Malgré la forte dynamique de la demande, les tensions inflationnistes restent contenues. L’inflation sous-jacente est tombée à 1,1% au deuxième trimestre, son plus bas niveau depuis 2021. L’inflation globale a été limitée à +0,8%, après +2% au trimestre précédent, grâce à une baisse des prix de l’énergie (-2,2%) et à une stabilisation des prix alimentaires (+1,4%). La décélération des prix a été favorisée par une amélioration de l’offre (œufs, poissons, légumineuses) et par le repli des cours mondiaux du pétrole et du gaz.

Ce climat a permis à Bank Al-Maghrib de maintenir son taux directeur à 2,25%, après l’avoir abaissé de 25 points de base au premier trimestre. Les taux d’intérêt sur les bons du Trésor ont reculé jusqu’à -92 points de base pour les titres à 5 ans, et le marché interbancaire s’est aligné sur le taux directeur.

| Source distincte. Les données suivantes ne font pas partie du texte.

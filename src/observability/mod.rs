//! File-based structured logging.
//!
//! # Architecture
//!
//! ```text
//! tracing macros → EnvFilter → fmt layer → Mutex<RotatingFile> → phrasekeeper.log
//! ```
//!
//! # Features
//!
//! - **File Output**: Logs go to `<data_dir>/phrasekeeper.log` unless
//!   `trace_file` is configured, keeping stdout free for the shell
//! - **Automatic Rotation**: Files rotate at 10MB with 3-backup retention
//!
//! # Configuration
//!
//! Level is controlled via:
//! 1. `RUST_LOG` environment variable (highest priority)
//! 2. `trace_level` config option
//! 3. Default: `"info"`
//!
//! # Modules
//!
//! - [`init`]: Subscriber setup
//! - [`file_writer`]: Rotating file writer with size-based rotation

mod file_writer;
mod init;

pub use file_writer::{RotatingFile, MAX_BACKUP_FILES, MAX_FILE_SIZE_BYTES};
pub use init::init_tracing;
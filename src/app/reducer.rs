//! Pure state transitions.
//!
//! [`reduce`] maps `(state, action)` to the next state with no side effects.
//! Storage lifecycle actions toggle `loading` and `error`; the search term and
//! error dismissal touch only their own field.
//!
//! Transitions that would not change the item list keep the existing shared
//! allocation, so downstream memoization stays valid.

use super::actions::Action;
use super::state::AppState;
use crate::domain::Phrase;
use std::sync::Arc;

/// Applies `action` to `state` and returns the next state.
///
/// | Action | Effect |
/// |--------|--------|
/// | `*Start` | `loading = true`, `error = None` |
/// | `LoadAllSuccess(items)` | `items` replaced, `loading = false`, `error = None` |
/// | `AddSuccess(p)` | `p` prepended, `loading = false`, `error = None` |
/// | `DeleteSuccess(id)` | phrases with `id` removed, `loading = false`, `error = None` |
/// | `ClearAllSuccess` | `items` emptied, `loading = false`, `error = None` |
/// | `*Error(e)` | `loading = false`, `error = Some(e)`, items untouched |
/// | `SetSearchTerm(t)` | `search_term = t` only |
/// | `ClearError` | `error = None` only |
///
/// # Example
///
/// ```rust
/// use phrasekeeper::app::{reduce, Action, AppState};
/// use phrasekeeper::domain::Phrase;
///
/// let state = reduce(AppState::default(), Action::AddSuccess(Phrase::new("a", "X", 100)));
/// let state = reduce(state, Action::DeleteStart);
/// let state = reduce(state, Action::DeleteSuccess("a".to_string()));
/// assert!(state.items.is_empty());
/// assert!(!state.loading);
/// ```
#[must_use]
pub fn reduce(state: AppState, action: Action) -> AppState {
    match action {
        Action::LoadAllStart | Action::AddStart | Action::DeleteStart | Action::ClearAllStart => {
            AppState {
                loading: true,
                error: None,
                ..state
            }
        }

        Action::LoadAllSuccess(items) => {
            let items = if *state.items == *items {
                tracing::debug!("loaded phrases unchanged, keeping current list");
                state.items
            } else {
                Arc::from(items)
            };
            AppState {
                items,
                loading: false,
                error: None,
                ..state
            }
        }

        Action::AddSuccess(phrase) => {
            let mut items: Vec<Phrase> = Vec::with_capacity(state.items.len() + 1);
            items.push(phrase);
            items.extend_from_slice(&state.items);
            AppState {
                items: Arc::from(items),
                loading: false,
                error: None,
                ..state
            }
        }

        Action::DeleteSuccess(id) => {
            let items: Arc<[Phrase]> = if state.items.iter().any(|p| p.id == id) {
                state
                    .items
                    .iter()
                    .filter(|p| p.id != id)
                    .cloned()
                    .collect::<Vec<_>>()
                    .into()
            } else {
                tracing::debug!(phrase_id = %id, "deleted phrase not in list");
                state.items
            };
            AppState {
                items,
                loading: false,
                error: None,
                ..state
            }
        }

        Action::ClearAllSuccess => {
            let items = if state.items.is_empty() {
                state.items
            } else {
                Arc::from(Vec::new())
            };
            AppState {
                items,
                loading: false,
                error: None,
                ..state
            }
        }

        Action::LoadAllError(error)
        | Action::AddError(error)
        | Action::DeleteError(error)
        | Action::ClearAllError(error) => AppState {
            loading: false,
            error: Some(error),
            ..state
        },

        Action::SetSearchTerm(term) => {
            if state.search_term == term {
                state
            } else {
                AppState {
                    search_term: term,
                    ..state
                }
            }
        }

        Action::ClearError => AppState {
            error: None,
            ..state
        },
    }
}
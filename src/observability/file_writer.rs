//! Rotating file writer with size-based rotation and backup retention.
//!
//! [`RotatingFile`] implements [`std::io::Write`], so it can be handed to a
//! `tracing-subscriber` fmt layer wrapped in a `Mutex`. When the current file
//! grows past the size limit it is shifted to `<name>.1`, older backups move
//! up by one, and anything past the retention count is deleted.

use std::fs::{self, File, OpenOptions};
use std::io::{self, Write};
use std::path::{Path, PathBuf};

/// Maximum file size before rotation (10 MB).
pub const MAX_FILE_SIZE_BYTES: u64 = 10 * 1024 * 1024;

/// Number of backup files to retain after rotation.
pub const MAX_BACKUP_FILES: usize = 3;

/// Size-rotated append-only log file.
///
/// The file is opened lazily on first write, so construction never fails.
///
/// # Example
///
/// ```rust
/// use phrasekeeper::observability::RotatingFile;
/// use std::io::Write;
///
/// let dir = tempfile::tempdir()?;
/// let mut log = RotatingFile::new(dir.path().join("app.log"));
/// writeln!(log, "first line")?;
/// log.flush()?;
/// assert!(dir.path().join("app.log").exists());
/// # Ok::<(), std::io::Error>(())
/// ```
pub struct RotatingFile {
    file_path: PathBuf,
    file: Option<File>,
    written: u64,
    max_bytes: u64,
    max_backups: usize,
}

impl RotatingFile {
    /// Creates a writer for `file_path` with the default limits.
    #[must_use]
    pub const fn new(file_path: PathBuf) -> Self {
        Self::with_limits(file_path, MAX_FILE_SIZE_BYTES, MAX_BACKUP_FILES)
    }

    /// Creates a writer with explicit rotation limits.
    #[must_use]
    pub const fn with_limits(file_path: PathBuf, max_bytes: u64, max_backups: usize) -> Self {
        Self {
            file_path,
            file: None,
            written: 0,
            max_bytes,
            max_backups,
        }
    }

    /// Path of the live log file.
    #[must_use]
    pub fn path(&self) -> &Path {
        &self.file_path
    }

    fn backup_path(&self, index: usize) -> PathBuf {
        let mut name = self.file_path.as_os_str().to_owned();
        name.push(format!(".{index}"));
        PathBuf::from(name)
    }

    fn open(&mut self) -> io::Result<&mut File> {
        if self.file.is_none() {
            let file = OpenOptions::new()
                .create(true)
                .append(true)
                .open(&self.file_path)?;
            self.written = file.metadata().map(|m| m.len()).unwrap_or(0);
            self.file = Some(file);
        }
        self.file
            .as_mut()
            .ok_or_else(|| io::Error::new(io::ErrorKind::Other, "log file unavailable"))
    }

    fn rotate(&mut self) -> io::Result<()> {
        self.file = None;
        self.written = 0;

        if self.max_backups == 0 {
            return fs::remove_file(&self.file_path).or_else(ignore_not_found);
        }

        fs::remove_file(self.backup_path(self.max_backups)).or_else(ignore_not_found)?;
        for index in (1..self.max_backups).rev() {
            let from = self.backup_path(index);
            if from.exists() {
                fs::rename(&from, self.backup_path(index + 1))?;
            }
        }
        if self.file_path.exists() {
            fs::rename(&self.file_path, self.backup_path(1))?;
        }
        Ok(())
    }
}

fn ignore_not_found(e: io::Error) -> io::Result<()> {
    if e.kind() == io::ErrorKind::NotFound {
        Ok(())
    } else {
        Err(e)
    }
}

impl Write for RotatingFile {
    fn write(&mut self, buf: &[u8]) -> io::Result<usize> {
        self.open()?;
        if self.written > 0 && self.written + buf.len() as u64 > self.max_bytes {
            self.rotate()?;
        }

        let written = self.open()?.write(buf)?;
        self.written += written as u64;
        Ok(written)
    }

    fn flush(&mut self) -> io::Result<()> {
        match self.file.as_mut() {
            Some(file) => file.flush(),
            None => Ok(()),
        }
    }
}

impl std::fmt::Debug for RotatingFile {
    fn fmt(&self, f: &mut std::fmt::Formatter<'_>) -> std::fmt::Result {
        f.debug_struct("RotatingFile")
            .field("file_path", &self.file_path)
            .field("written", &self.written)
            .finish_non_exhaustive()
    }
}
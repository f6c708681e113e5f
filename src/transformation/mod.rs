//! Compiler of field-transformation statements.
//!
//! A statement is either a bare field name (copied unchanged), or `"name: expression"`
//! where the expression is a nested function call such as
//! `minus(mult(1, 3), mult(1, sum(2, 3)))`, a constant, or an alias of an existing field.

mod expression_enums;
mod expression_error;
mod expression_parser;
mod expression_token;
mod field_transformation;
mod syntax_tree;

pub use expression_enums::Literal;
pub use expression_error::{ExpressionError, IncorrectExpression, InvalidTransformation};
pub use expression_parser::{DEFAULT_MAX_DEPTH, ParserOptions};
pub use field_transformation::{
    ExpandedTransformationList, FieldTransformation, TransformationItem,
};
pub use syntax_tree::{ExpressionNode, SyntaxTree};

/// Parse a single transformation expression into a [`SyntaxTree`] (wrapped in
/// [`ExpressionNode::Call`]) or a bare [`Literal`], using default [`ParserOptions`].
pub fn parse_expression(expression: &str) -> Result<ExpressionNode, IncorrectExpression> {
    parse_expression_with_options(expression, &ParserOptions::default())
}

/// The same as [`parse_expression`], but with explicit [`ParserOptions`].
pub fn parse_expression_with_options(
    expression: &str,
    options: &ParserOptions,
) -> Result<ExpressionNode, IncorrectExpression> {
    expression_parser::parse_expression_str(expression, options)
        .map_err(|error| IncorrectExpression::from_expression_error(error, expression))
}

/// Compile a list of transformation statements using default [`ParserOptions`].
///
/// See [`ExpandedTransformationList::compile_with_options`].
pub fn compile_transformations<S: AsRef<str>>(
    statements: &[S],
) -> Result<ExpandedTransformationList, InvalidTransformation> {
    ExpandedTransformationList::compile(statements)
}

Sur le marché financier, la dynamique est remarquable. L’indice MASI a grimpé de 37,6% en glissement annuel au deuxième trimestre, avec une hausse de 38,6% de la capitalisation boursière. Cette progression est portée par les secteurs industriels, la santé, l’énergie, les mines et la promotion immobilière. La liquidité boursière s’est améliorée (+25% de volume échangé), signal d’un regain de confiance des investisseurs.

Perspectives contrastées au second semestre

Pour le troisième trimestre 2025, les projections du HCP anticipent une croissance du PIB de +4,4%, marquant une légère décélération par rapport aux deux premiers trimestres. Cette progression resterait principalement alimentée par la demande intérieure, dont la contribution serait de +6,6 points, portée par la consommation des ménages et la poursuite de l’effort d’investissement public et privé.

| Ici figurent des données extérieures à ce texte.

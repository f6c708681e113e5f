use crate::transformation::Literal;
use serde::{Deserialize, Serialize};
use std::collections::BTreeSet;
use std::fmt::{Display, Formatter};

/// A function call node of a transformation expression: the `operation` name and its
/// positional arguments.
#[derive(Clone, Debug, PartialEq, Serialize, Deserialize)]
pub struct SyntaxTree {
    pub operation: String,
    pub children: Vec<ExpressionNode>,
}

/// A node of a transformation expression. Either a nested function call or a leaf [`Literal`].
///
/// A bare literal only appears at the top level when the whole expression is a constant or
/// an alias; inside a [`SyntaxTree`], it is an argument.
#[derive(Clone, Debug, PartialEq, Serialize, Deserialize)]
pub enum ExpressionNode {
    Call(SyntaxTree),
    Literal(Literal),
}

impl SyntaxTree {
    pub fn new(operation: &str, children: Vec<ExpressionNode>) -> SyntaxTree {
        SyntaxTree {
            operation: operation.to_string(),
            children,
        }
    }

    /// Number of nested call levels, a single call has depth `1`.
    pub fn depth(&self) -> usize {
        let inner = self
            .children
            .iter()
            .map(ExpressionNode::depth)
            .max()
            .unwrap_or(0);
        inner + 1
    }

    /// Collect all identifiers (field references) used anywhere in this tree.
    pub fn referenced_fields(&self) -> BTreeSet<&str> {
        let mut result = BTreeSet::new();
        self.collect_identifiers(&mut result);
        result
    }

    fn collect_identifiers<'a>(&'a self, result: &mut BTreeSet<&'a str>) {
        for child in &self.children {
            match child {
                ExpressionNode::Call(tree) => tree.collect_identifiers(result),
                ExpressionNode::Literal(literal) => {
                    if let Some(name) = literal.as_identifier() {
                        result.insert(name);
                    }
                }
            }
        }
    }
}

/// Utility constructors, mostly useful in tests.
impl ExpressionNode {
    pub fn mk_call(operation: &str, children: Vec<ExpressionNode>) -> ExpressionNode {
        ExpressionNode::Call(SyntaxTree::new(operation, children))
    }

    pub fn mk_int(value: i64) -> ExpressionNode {
        ExpressionNode::Literal(Literal::Int(value))
    }

    pub fn mk_float(value: f64) -> ExpressionNode {
        ExpressionNode::Literal(Literal::Float(value))
    }

    pub fn mk_bool(value: bool) -> ExpressionNode {
        ExpressionNode::Literal(Literal::Bool(value))
    }

    pub fn mk_str(value: &str) -> ExpressionNode {
        ExpressionNode::Literal(Literal::Str(value.to_string()))
    }

    pub fn mk_identifier(name: &str) -> ExpressionNode {
        ExpressionNode::Literal(Literal::Identifier(name.to_string()))
    }
}

impl ExpressionNode {
    pub fn as_tree(&self) -> Option<&SyntaxTree> {
        match self {
            ExpressionNode::Call(tree) => Some(tree),
            ExpressionNode::Literal(_) => None,
        }
    }

    pub fn as_literal(&self) -> Option<&Literal> {
        match self {
            ExpressionNode::Call(_) => None,
            ExpressionNode::Literal(literal) => Some(literal),
        }
    }

    pub fn depth(&self) -> usize {
        match self {
            ExpressionNode::Call(tree) => tree.depth(),
            ExpressionNode::Literal(_) => 0,
        }
    }

    pub fn referenced_fields(&self) -> BTreeSet<&str> {
        match self {
            ExpressionNode::Call(tree) => tree.referenced_fields(),
            ExpressionNode::Literal(literal) => literal.as_identifier().into_iter().collect(),
        }
    }
}

impl From<SyntaxTree> for ExpressionNode {
    fn from(value: SyntaxTree) -> Self {
        ExpressionNode::Call(value)
    }
}

impl From<Literal> for ExpressionNode {
    fn from(value: Literal) -> Self {
        ExpressionNode::Literal(value)
    }
}

impl Display for SyntaxTree {
    fn fmt(&self, f: &mut Formatter<'_>) -> std::fmt::Result {
        write!(f, "{}(", self.operation)?;
        if let Some(first) = self.children.first() {
            write!(f, "{first}")?;
        }
        for child in self.children.iter().skip(1) {
            write!(f, ", {child}")?;
        }
        write!(f, ")")
    }
}

impl Display for ExpressionNode {
    fn fmt(&self, f: &mut Formatter<'_>) -> std::fmt::Result {
        match self {
            ExpressionNode::Call(tree) => write!(f, "{tree}"),
            ExpressionNode::Literal(literal) => write!(f, "{literal}"),
        }
    }
}

#[cfg(test)]
mod tests {
    use crate::transformation::ExpressionNode;

    #[test]
    fn display_and_depth() {
        let node = ExpressionNode::mk_call(
            "minus",
            vec![
                ExpressionNode::mk_identifier("bytes"),
                ExpressionNode::mk_call(
                    "mult",
                    vec![ExpressionNode::mk_float(1.5), ExpressionNode::mk_str("x")],
                ),
            ],
        );
        assert_eq!(node.to_string(), "minus(bytes, mult(1.5, 'x'))");
        assert_eq!(node.depth(), 2);
        assert_eq!(ExpressionNode::mk_int(3).depth(), 0);
        assert_eq!(ExpressionNode::mk_call("now", vec![]).to_string(), "now()");
    }

    #[test]
    fn referenced_fields() {
        let node = ExpressionNode::mk_call(
            "div",
            vec![
                ExpressionNode::mk_identifier("total_bytes"),
                ExpressionNode::mk_call(
                    "sum",
                    vec![
                        ExpressionNode::mk_identifier("packets"),
                        ExpressionNode::mk_str("not_a_field"),
                        ExpressionNode::mk_identifier("total_bytes"),
                    ],
                ),
            ],
        );
        let fields = node.referenced_fields().into_iter().collect::<Vec<_>>();
        assert_eq!(fields, vec!["packets", "total_bytes"]);
        let alias = ExpressionNode::mk_identifier("dst_ip");
        assert_eq!(alias.referenced_fields().len(), 1);
    }
}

Toutefois, plusieurs risques conjoncturels pèsent sur le scénario de croissance. La faiblesse persistante de la demande extérieure, accentuée par le ralentissement de l’économie européenne et les tensions commerciales, notamment les droits de douane imposés par les États-Unis sur les produits européens, pourrait impacter négativement les secteurs marocains orientés vers l’export, en particulier l’automobile, la chimie, le textile et la métallurgie. À cela s’ajoute le risque climatique : des vagues de chaleur durant l’été pourraient affecter plus sévèrement la production animale, déjà en repli conjoncturel.

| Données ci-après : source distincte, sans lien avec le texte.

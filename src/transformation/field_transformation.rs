use crate::transformation::expression_parser::parse_expression_str;
use crate::transformation::{
    ExpressionNode, IncorrectExpression, InvalidTransformation, ParserOptions,
};
use crate::utils::take_if_not_blank;
use log::{debug, trace};
use serde::{Deserialize, Serialize};

/// A new (or replaced) field computed by an expression: `"name: body"`.
#[derive(Clone, Debug, PartialEq, Serialize, Deserialize)]
pub struct FieldTransformation {
    /// Name of the destination field.
    pub name: String,
    /// Either a call tree, or a bare literal/alias when the body is not a function call.
    pub body: ExpressionNode,
}

impl FieldTransformation {
    pub fn new(name: &str, body: ExpressionNode) -> FieldTransformation {
        FieldTransformation {
            name: name.to_string(),
            body,
        }
    }
}

/// One compiled transformation statement.
#[derive(Clone, Debug, PartialEq, Serialize, Deserialize)]
pub enum TransformationItem {
    /// A field copied from the input record unchanged.
    Field(String),
    Transformation(FieldTransformation),
}

impl TransformationItem {
    /// Name of the output column produced by this item.
    pub fn output_name(&self) -> &str {
        match self {
            TransformationItem::Field(name) => name.as_str(),
            TransformationItem::Transformation(transformation) => transformation.name.as_str(),
        }
    }

    pub fn as_transformation(&self) -> Option<&FieldTransformation> {
        match self {
            TransformationItem::Field(_) => None,
            TransformationItem::Transformation(transformation) => Some(transformation),
        }
    }
}

/// Ordered result of compiling a list of transformation statements. The order of items
/// follows the order of statements and determines the order of output columns.
///
/// Destination names are not checked for uniqueness.
#[derive(Clone, Debug, Default, PartialEq, Serialize, Deserialize)]
#[serde(transparent)]
pub struct ExpandedTransformationList {
    items: Vec<TransformationItem>,
}

impl ExpandedTransformationList {
    /// Compile `statements` using default [`ParserOptions`].
    pub fn compile<S: AsRef<str>>(
        statements: &[S],
    ) -> Result<ExpandedTransformationList, InvalidTransformation> {
        Self::compile_with_options(statements, &ParserOptions::default())
    }

    /// Compile transformation statements. Each statement is either a bare field name, or
    /// `"name: expression"`, split at the first `:`. Blank statements are skipped.
    pub fn compile_with_options<S: AsRef<str>>(
        statements: &[S],
        options: &ParserOptions,
    ) -> Result<ExpandedTransformationList, InvalidTransformation> {
        let mut items = Vec::with_capacity(statements.len());
        for statement in statements {
            let Some(statement) = take_if_not_blank(statement.as_ref()) else {
                continue;
            };
            let item = compile_statement(statement.as_str(), options)?;
            trace!("Compiled transformation statement into `{item:?}`.");
            items.push(item);
        }
        debug!("Compiled {} transformation statement(s).", items.len());
        Ok(ExpandedTransformationList { items })
    }

    pub fn items(&self) -> &[TransformationItem] {
        &self.items
    }

    pub fn iter(&self) -> std::slice::Iter<'_, TransformationItem> {
        self.items.iter()
    }

    pub fn len(&self) -> usize {
        self.items.len()
    }

    pub fn is_empty(&self) -> bool {
        self.items.is_empty()
    }

    /// Names of the output columns, in order.
    pub fn output_fields(&self) -> Vec<&str> {
        self.items.iter().map(TransformationItem::output_name).collect()
    }
}

impl From<Vec<TransformationItem>> for ExpandedTransformationList {
    fn from(items: Vec<TransformationItem>) -> Self {
        ExpandedTransformationList { items }
    }
}

impl IntoIterator for ExpandedTransformationList {
    type Item = TransformationItem;
    type IntoIter = std::vec::IntoIter<TransformationItem>;

    fn into_iter(self) -> Self::IntoIter {
        self.items.into_iter()
    }
}

impl<'a> IntoIterator for &'a ExpandedTransformationList {
    type Item = &'a TransformationItem;
    type IntoIter = std::slice::Iter<'a, TransformationItem>;

    fn into_iter(self) -> Self::IntoIter {
        self.items.iter()
    }
}

/// Compile one trimmed, non-blank statement.
fn compile_statement(
    statement: &str,
    options: &ParserOptions,
) -> Result<TransformationItem, InvalidTransformation> {
    let Some((name, body)) = statement.split_once(':') else {
        return Ok(TransformationItem::Field(statement.to_string()));
    };
    let name = name.trim();
    if name.is_empty() {
        return Err(InvalidTransformation::MissingFieldName {
            statement: statement.to_string(),
        });
    }
    let body = body.trim();
    let body = parse_expression_str(body, options).map_err(|error| {
        InvalidTransformation::Expression {
            field: name.to_string(),
            source: IncorrectExpression::from_expression_error(error, body),
        }
    })?;
    Ok(TransformationItem::Transformation(FieldTransformation::new(
        name, body,
    )))
}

Malgré ce contexte incertain, les tensions inflationnistes devraient rester contenues. En l’absence de perturbations majeures sur l’offre des produits alimentaires, l’inflation globale est attendue à 1,1% au troisième trimestre 2025, tandis que l’inflation sous-jacente, qui exclut les produits pétroliers, les produits volatils et les tarifs régulés, avoisinerait les 0,8%. Ce recul confirmé de l’inflation témoigne de la détente des coûts de production et du bon fonctionnement des circuits d’approvisionnement, soutenu notamment par le repli des prix mondiaux du pétrole.

À l’inverse, certains facteurs positifs pourraient soutenir davantage l’activité : une reprise du secteur agroalimentaire, grâce à la relance des industries de transformation (céréales, conserves de poissons), renforcerait les performances industrielles. Une poursuite de la baisse des prix internationaux du pétrole, en dessous du seuil de 70 dollars le baril, contribuerait également à limiter les coûts d’importation et à maintenir le pouvoir d’achat des ménages, sous réserve d’un contexte géopolitique stable.